TASK DESCRIPTION: Find how many lines in the entries below carry the word "impl" and answer with only that figure.

PROVIDED MATERIAL:
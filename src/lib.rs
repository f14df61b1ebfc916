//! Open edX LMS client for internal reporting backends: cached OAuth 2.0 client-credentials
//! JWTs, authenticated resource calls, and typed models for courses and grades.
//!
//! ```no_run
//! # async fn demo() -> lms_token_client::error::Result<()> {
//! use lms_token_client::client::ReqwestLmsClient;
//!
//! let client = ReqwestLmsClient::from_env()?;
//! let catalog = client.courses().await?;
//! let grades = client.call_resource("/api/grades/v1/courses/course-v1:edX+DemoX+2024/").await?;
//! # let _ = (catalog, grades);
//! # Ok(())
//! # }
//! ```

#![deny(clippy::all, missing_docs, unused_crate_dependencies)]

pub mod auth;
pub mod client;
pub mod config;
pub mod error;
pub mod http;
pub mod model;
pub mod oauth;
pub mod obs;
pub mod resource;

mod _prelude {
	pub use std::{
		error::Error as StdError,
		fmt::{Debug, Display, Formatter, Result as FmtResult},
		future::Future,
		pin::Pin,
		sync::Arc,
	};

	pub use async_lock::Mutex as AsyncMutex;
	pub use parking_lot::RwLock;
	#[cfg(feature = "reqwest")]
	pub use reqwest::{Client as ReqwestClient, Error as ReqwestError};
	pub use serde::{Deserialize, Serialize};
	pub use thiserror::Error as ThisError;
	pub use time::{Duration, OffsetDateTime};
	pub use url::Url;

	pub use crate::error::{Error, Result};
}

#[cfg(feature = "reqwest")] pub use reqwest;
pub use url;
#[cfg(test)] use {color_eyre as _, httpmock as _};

==

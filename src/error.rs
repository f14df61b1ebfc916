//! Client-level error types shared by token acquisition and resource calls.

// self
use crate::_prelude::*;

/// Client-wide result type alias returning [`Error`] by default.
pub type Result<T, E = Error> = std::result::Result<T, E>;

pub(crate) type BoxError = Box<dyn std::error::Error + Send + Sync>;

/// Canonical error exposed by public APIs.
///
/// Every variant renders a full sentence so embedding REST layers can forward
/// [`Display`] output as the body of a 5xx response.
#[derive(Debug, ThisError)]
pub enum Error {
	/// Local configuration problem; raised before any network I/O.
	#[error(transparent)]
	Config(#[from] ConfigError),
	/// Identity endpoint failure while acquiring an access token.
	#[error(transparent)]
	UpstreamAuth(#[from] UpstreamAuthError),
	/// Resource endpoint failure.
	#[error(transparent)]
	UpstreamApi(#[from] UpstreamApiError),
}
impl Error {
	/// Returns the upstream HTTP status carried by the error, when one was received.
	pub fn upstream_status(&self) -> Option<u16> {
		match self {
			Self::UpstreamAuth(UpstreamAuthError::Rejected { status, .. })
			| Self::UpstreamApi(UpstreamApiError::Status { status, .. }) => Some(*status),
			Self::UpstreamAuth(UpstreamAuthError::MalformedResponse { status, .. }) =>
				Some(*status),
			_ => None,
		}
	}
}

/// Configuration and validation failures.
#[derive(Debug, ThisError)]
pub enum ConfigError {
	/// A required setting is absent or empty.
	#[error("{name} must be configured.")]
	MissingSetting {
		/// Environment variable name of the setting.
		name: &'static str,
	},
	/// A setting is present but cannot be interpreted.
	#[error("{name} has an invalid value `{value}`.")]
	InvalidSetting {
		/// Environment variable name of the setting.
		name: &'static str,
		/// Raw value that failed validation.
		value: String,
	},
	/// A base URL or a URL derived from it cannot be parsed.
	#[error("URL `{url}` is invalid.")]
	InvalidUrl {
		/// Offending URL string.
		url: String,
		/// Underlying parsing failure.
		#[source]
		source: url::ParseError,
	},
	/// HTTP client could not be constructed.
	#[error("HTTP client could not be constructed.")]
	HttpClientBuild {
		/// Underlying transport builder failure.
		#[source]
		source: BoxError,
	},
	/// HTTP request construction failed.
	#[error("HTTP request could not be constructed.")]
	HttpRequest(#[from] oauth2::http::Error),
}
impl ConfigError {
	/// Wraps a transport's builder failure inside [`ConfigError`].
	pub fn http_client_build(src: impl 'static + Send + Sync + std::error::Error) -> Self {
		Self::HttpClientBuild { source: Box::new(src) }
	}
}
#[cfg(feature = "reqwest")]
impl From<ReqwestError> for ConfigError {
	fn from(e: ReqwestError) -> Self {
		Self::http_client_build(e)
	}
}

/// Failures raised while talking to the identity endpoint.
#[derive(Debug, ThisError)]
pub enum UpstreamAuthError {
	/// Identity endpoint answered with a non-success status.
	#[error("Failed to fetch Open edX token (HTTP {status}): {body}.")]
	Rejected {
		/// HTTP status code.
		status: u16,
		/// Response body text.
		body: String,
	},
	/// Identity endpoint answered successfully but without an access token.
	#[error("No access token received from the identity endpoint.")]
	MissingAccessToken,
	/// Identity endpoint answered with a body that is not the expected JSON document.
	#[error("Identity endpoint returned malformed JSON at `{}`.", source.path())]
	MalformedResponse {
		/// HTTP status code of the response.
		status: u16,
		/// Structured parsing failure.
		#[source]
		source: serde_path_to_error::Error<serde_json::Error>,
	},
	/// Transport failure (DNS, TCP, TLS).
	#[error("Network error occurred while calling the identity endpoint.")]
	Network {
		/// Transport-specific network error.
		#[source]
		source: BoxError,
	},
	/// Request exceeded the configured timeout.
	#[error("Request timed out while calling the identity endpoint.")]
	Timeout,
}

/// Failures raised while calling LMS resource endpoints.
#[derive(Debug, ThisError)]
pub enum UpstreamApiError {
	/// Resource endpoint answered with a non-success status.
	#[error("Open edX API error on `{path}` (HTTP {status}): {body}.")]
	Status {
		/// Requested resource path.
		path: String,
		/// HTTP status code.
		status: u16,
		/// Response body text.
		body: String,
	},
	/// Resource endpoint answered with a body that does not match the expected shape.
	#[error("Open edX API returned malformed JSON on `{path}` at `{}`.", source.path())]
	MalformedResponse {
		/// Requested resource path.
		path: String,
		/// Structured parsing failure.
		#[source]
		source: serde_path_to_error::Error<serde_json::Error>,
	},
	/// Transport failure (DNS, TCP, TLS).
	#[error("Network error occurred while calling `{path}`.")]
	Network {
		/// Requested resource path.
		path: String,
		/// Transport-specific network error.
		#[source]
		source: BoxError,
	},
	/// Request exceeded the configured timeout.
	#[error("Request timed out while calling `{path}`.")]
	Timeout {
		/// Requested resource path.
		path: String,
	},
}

RESULT: 4